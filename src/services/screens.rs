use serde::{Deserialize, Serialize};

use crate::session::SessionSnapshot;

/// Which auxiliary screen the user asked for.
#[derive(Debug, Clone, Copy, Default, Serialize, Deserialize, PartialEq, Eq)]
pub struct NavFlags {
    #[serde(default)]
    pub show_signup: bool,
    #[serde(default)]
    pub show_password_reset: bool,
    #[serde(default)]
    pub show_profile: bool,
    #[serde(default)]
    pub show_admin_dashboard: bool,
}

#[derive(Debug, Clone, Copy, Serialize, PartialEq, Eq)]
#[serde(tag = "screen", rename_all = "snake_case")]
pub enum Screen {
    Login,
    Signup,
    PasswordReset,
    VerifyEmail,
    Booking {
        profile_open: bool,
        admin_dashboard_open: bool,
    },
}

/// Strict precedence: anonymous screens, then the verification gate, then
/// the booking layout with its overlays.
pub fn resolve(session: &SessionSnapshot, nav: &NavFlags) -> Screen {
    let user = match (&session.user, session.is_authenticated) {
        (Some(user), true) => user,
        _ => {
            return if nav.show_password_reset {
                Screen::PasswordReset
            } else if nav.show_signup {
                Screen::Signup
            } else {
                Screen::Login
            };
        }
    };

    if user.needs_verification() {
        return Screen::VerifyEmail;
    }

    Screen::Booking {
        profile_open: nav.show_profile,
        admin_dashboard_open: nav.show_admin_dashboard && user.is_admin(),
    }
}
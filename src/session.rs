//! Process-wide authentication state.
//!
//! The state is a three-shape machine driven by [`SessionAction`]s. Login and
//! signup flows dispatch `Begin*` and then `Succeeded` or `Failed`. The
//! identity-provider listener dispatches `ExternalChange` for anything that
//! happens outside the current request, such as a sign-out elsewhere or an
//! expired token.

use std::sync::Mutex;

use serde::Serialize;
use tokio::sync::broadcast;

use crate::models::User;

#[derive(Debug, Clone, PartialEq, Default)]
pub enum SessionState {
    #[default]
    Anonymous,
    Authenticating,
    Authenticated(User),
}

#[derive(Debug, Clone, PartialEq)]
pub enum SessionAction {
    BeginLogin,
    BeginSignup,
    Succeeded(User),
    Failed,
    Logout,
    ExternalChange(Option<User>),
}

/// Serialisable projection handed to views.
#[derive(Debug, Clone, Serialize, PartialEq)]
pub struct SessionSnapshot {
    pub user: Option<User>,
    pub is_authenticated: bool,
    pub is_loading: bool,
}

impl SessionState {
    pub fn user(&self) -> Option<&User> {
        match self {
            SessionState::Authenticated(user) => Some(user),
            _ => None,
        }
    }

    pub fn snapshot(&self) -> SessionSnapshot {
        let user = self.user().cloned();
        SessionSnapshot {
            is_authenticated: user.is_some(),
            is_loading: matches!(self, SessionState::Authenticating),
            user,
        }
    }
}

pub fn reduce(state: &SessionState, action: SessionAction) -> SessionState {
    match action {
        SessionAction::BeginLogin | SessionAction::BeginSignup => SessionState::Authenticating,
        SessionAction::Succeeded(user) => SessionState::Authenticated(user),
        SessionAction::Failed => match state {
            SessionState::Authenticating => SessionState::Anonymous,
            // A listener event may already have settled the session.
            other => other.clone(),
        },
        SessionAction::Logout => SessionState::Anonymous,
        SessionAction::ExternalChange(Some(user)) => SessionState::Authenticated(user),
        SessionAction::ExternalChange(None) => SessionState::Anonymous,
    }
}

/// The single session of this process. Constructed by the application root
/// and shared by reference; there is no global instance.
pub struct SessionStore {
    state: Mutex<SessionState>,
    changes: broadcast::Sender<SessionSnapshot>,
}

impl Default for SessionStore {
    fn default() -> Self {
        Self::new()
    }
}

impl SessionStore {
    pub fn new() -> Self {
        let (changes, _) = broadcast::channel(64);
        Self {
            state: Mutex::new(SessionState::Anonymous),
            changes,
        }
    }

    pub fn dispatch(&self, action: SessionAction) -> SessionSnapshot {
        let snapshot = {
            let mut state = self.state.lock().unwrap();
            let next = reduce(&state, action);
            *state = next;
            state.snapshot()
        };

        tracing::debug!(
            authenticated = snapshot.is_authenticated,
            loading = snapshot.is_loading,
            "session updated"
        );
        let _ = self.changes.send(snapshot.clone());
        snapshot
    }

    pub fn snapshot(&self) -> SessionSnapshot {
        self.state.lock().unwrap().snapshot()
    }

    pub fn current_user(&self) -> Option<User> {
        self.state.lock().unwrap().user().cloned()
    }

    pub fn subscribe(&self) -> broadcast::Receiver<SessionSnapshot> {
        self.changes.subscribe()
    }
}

====================

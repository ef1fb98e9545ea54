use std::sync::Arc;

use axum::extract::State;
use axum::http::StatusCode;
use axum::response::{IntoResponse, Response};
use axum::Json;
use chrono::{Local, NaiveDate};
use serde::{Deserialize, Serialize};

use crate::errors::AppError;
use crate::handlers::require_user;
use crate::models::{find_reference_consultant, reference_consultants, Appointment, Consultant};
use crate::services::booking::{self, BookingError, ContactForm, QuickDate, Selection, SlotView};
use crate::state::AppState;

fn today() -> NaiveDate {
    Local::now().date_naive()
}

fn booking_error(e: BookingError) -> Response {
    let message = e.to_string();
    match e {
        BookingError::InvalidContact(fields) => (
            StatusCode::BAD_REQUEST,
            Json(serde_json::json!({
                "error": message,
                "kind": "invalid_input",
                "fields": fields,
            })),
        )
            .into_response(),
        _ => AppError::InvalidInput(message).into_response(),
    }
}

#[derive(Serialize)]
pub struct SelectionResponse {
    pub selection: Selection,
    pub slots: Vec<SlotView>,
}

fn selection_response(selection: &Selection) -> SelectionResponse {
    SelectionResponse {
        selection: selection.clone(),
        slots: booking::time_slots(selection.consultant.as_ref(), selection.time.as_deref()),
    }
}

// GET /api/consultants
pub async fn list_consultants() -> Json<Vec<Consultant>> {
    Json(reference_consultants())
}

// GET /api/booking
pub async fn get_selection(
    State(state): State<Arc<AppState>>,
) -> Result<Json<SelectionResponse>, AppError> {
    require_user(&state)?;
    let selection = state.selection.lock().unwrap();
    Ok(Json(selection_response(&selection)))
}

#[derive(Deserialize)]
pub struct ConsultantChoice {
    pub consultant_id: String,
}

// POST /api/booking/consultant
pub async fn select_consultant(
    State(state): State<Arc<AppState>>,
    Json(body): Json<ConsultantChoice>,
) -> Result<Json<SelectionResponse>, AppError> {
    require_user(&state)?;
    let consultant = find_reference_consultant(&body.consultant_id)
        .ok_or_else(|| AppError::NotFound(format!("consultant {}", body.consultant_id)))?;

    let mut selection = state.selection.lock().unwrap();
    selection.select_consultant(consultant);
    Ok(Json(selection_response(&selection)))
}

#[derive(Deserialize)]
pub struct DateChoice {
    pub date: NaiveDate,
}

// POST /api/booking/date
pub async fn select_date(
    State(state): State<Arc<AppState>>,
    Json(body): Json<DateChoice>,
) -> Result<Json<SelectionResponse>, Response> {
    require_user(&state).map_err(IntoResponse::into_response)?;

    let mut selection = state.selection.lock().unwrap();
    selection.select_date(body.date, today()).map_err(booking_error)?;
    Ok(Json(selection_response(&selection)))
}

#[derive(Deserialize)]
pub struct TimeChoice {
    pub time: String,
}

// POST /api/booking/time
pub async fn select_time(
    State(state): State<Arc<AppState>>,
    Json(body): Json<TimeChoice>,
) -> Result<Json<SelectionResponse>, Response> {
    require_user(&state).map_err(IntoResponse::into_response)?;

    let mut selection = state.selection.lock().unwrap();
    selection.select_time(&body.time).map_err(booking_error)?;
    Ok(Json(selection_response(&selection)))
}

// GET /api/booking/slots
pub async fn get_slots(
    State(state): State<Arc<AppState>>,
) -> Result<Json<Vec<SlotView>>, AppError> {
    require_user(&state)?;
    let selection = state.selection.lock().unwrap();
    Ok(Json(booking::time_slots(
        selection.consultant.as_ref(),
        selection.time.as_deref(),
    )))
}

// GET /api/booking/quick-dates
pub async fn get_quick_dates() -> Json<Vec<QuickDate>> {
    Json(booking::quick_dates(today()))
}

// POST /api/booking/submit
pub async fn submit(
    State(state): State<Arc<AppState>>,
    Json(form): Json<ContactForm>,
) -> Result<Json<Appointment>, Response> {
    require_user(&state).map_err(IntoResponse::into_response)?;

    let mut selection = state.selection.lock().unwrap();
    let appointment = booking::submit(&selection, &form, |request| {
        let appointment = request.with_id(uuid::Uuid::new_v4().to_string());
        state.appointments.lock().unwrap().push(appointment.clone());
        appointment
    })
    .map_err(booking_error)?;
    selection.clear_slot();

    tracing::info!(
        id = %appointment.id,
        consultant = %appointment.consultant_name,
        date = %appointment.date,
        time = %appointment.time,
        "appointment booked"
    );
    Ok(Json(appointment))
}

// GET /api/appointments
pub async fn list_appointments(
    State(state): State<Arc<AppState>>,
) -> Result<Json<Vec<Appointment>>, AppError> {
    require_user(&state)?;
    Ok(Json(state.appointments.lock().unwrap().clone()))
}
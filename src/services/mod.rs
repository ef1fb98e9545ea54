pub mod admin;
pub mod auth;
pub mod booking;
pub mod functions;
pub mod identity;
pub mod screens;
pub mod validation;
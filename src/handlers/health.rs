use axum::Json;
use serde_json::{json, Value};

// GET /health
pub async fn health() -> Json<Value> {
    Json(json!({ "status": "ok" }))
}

====================

_WORK INSTRUCTIONS:_
Return every line of the material in which the word "filename" is found.

_RESULT OF THIS EXERCISE:_
filename src/services/screens.rs
filename src/session.rs
filename src/services/mod.rs
filename src/handlers/health.rs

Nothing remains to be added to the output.